# [DATA UNDER STUDY]
//! Enumerate → filter → assemble, one recombinant at a time.

use std::fmt;

use crate::assemble::Assembler;
use crate::breakpoints::BreakpointSet;
use crate::enumerate::Combinations;
use crate::error::RecombResult;
use crate::filter::{CombinationFilter, Verdict};
use crate::index::{Grouping, SequenceIndex};
use crate::types::{IndexKey, Recombinant, Sequence};

/// Counters collected while streaming combinations.
#[derive(Debug, Clone, Copy, Default, PartialEq, Eq)]
pub struct RecombinationStats {
    pub candidates: u64,
    pub accepted: u64,
    pub self_adjacent: u64,
    pub intra_group: u64,
}

impl RecombinationStats {
    fn record(&mut self, verdict: Verdict) {
        self.candidates += 1;
        match verdict {
            Verdict::Accept => self.accepted += 1,
            Verdict::SelfAdjacent => self.self_adjacent += 1,
            Verdict::IntraGroup => self.intra_group += 1,
        }
    }

    pub fn rejected(&self) -> u64 {
        self.self_adjacent + self.intra_group
    }
}

impl fmt::Display for RecombinationStats {
    fn fmt(&self, f: &mut fmt::Formatter<'_>) -> fmt::Result {
        write!(
            f,
            "{} candidates, {} accepted, {} rejected ({} self-adjacent, {} intra-group)",
            self.candidates,
            self.accepted,
            self.rejected(),
            self.self_adjacent,
            self.intra_group
        )
    }
}

/// Validated inputs for one run.
#[derive(Debug, Clone)]
pub struct Recombiner {
    index: SequenceIndex,
    breakpoints: BreakpointSet,
    keys: Vec<IndexKey>,
}

impl Recombiner {
    pub fn new(index: SequenceIndex, breakpoints: BreakpointSet) -> Self {
        let keys = index.keys().collect();
        Self {
            index,
            breakpoints,
            keys,
        }
    }

    /// Validate everything up front: the index first, then the breakpoints
    /// against it. Nothing is enumerated until this has succeeded.
    pub fn from_sources<S: AsRef<str>>(
        sources: Vec<Vec<Sequence>>,
        grouping: Grouping,
        breakpoint_tokens: &[S],
    ) -> RecombResult<Self> {
        let index = SequenceIndex::build(sources, grouping)?;
        let breakpoints = BreakpointSet::parse(breakpoint_tokens, &index)?;
        log::info!(
            "Loaded {} sequence(s) in {} group(s); breakpoints {:?}",
            index.len(),
            index.group_count(),
            breakpoints.positions()
        );
        Ok(Self::new(index, breakpoints))
    }

    pub fn index(&self) -> &SequenceIndex {
        &self.index
    }

    pub fn breakpoints(&self) -> &BreakpointSet {
        &self.breakpoints
    }

    pub fn filter(&self) -> CombinationFilter {
        CombinationFilter::for_index(&self.index)
    }

    pub fn combinations(&self) -> Combinations<'_> {
        Combinations::new(&self.keys, self.breakpoints.segments())
    }

    /// Size of the raw candidate space, `None` if it overflows `u128`.
    pub fn candidate_count(&self) -> Option<u128> {
        self.combinations().total()
    }

    pub fn recombinants(&self) -> Recombinants<'_> {
        match self.candidate_count() {
            Some(total) => log::debug!("Enumerating {} candidate combinations", total),
            None => log::warn!("Candidate space exceeds 2^128 combinations"),
        }
        Recombinants {
            combinations: self.combinations(),
            filter: self.filter(),
            assembler: Assembler::new(&self.index, &self.breakpoints),
            stats: RecombinationStats::default(),
        }
    }

    /// Run the filter over every candidate without assembling sequences.
    pub fn count(&self) -> RecombinationStats {
        let filter = self.filter();
        self.combinations()
            .fold(RecombinationStats::default(), |mut stats, combination| {
                stats.record(filter.check(&combination));
                stats
            })
    }
}

/// Streaming iterator over accepted recombinants.
pub struct Recombinants<'a> {
    combinations: Combinations<'a>,
    filter: CombinationFilter,
    assembler: Assembler<'a>,
    stats: RecombinationStats,
}

impl Recombinants<'_> {
    /// Counters for everything pulled so far.
    pub fn stats(&self) -> RecombinationStats {
        self.stats
    }
}

impl Iterator for Recombinants<'_> {
    type Item = Recombinant;

    fn next(&mut self) -> Option<Self::Item> {
        for combination in self.combinations.by_ref() {
            let verdict = self.filter.check(&combination);
            self.stats.record(verdict);
            if verdict.is_accept() {
                return Some(self.assembler.assemble(&combination));
            }
            log::trace!("Rejected {:?}: {:?}", combination, verdict);
        }
        None
    }

    fn size_hint(&self) -> (usize, Option<usize>) {
        (0, self.combinations.size_hint().1)
    }
}

#[cfg(test)]
mod tests {
    use super::*;
    use crate::error::RecombError;

    fn source(specs: &[(&str, &str)]) -> Vec<Sequence> {
        specs
            .iter()
            .map(|(id, bases)| Sequence::new(*id, bases.as_bytes().to_vec()))
            .collect()
    }

    #[test]
    fn test_stream_and_stats() {
        let recombiner = Recombiner::from_sources(
            vec![source(&[("A", "AAAA"), ("B", "BBBB")])],
            Grouping::Flat,
            &["2"],
        )
        .unwrap();

        let mut stream = recombiner.recombinants();
        let ids: Vec<String> = stream.by_ref().map(|r| r.id).collect();
        assert_eq!(ids, vec!["A|@2|B", "B|@2|A"]);

        let stats = stream.stats();
        assert_eq!(stats.candidates, 4);
        assert_eq!(stats.accepted, 2);
        assert_eq!(stats.self_adjacent, 2);
        assert_eq!(stats.intra_group, 0);
        assert_eq!(recombiner.count(), stats);
    }

    #[test]
    fn test_validation_order_index_before_breakpoints() {
        let err = Recombiner::from_sources(Vec::new(), Grouping::Flat, &["x"]).unwrap_err();
        assert_eq!(err, RecombError::EmptyInput);
    }

    #[test]
    fn test_zero_survivors_is_not_an_error() {
        // Two groups cannot fill three segments without repeating a group.
        let recombiner = Recombiner::from_sources(
            vec![source(&[("a", "AAAA")]), source(&[("b", "BBBB")])],
            Grouping::BySource,
            &["1,2"],
        )
        .unwrap();
        assert_eq!(recombiner.recombinants().count(), 0);
        let stats = recombiner.count();
        assert_eq!(stats.candidates, 8);
        assert_eq!(stats.accepted, 0);
    }

    #[test]
    fn test_candidate_count() {
        let recombiner = Recombiner::from_sources(
            vec![source(&[("a", "AAAA"), ("b", "BBBB"), ("c", "CCCC")])],
            Grouping::Flat,
            &["1", "3"],
        )
        .unwrap();
        assert_eq!(recombiner.candidate_count(), Some(27));
        assert_eq!(recombiner.count().accepted, 12);
    }

    #[test]
    fn test_stats_display() {
        let stats = RecombinationStats {
            candidates: 9,
            accepted: 4,
            self_adjacent: 3,
            intra_group: 2,
        };
        assert_eq!(
            stats.to_string(),
            "9 candidates, 4 accepted, 5 rejected (3 self-adjacent, 2 intra-group)"
        );
    }
}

# [TASK BRIEF]
Copy every line of the listing where the word "specs" appears.

# [SOLUTION BELOW]
    fn source(specs: &[(&str, &str)]) -> Vec<Sequence> {
        specs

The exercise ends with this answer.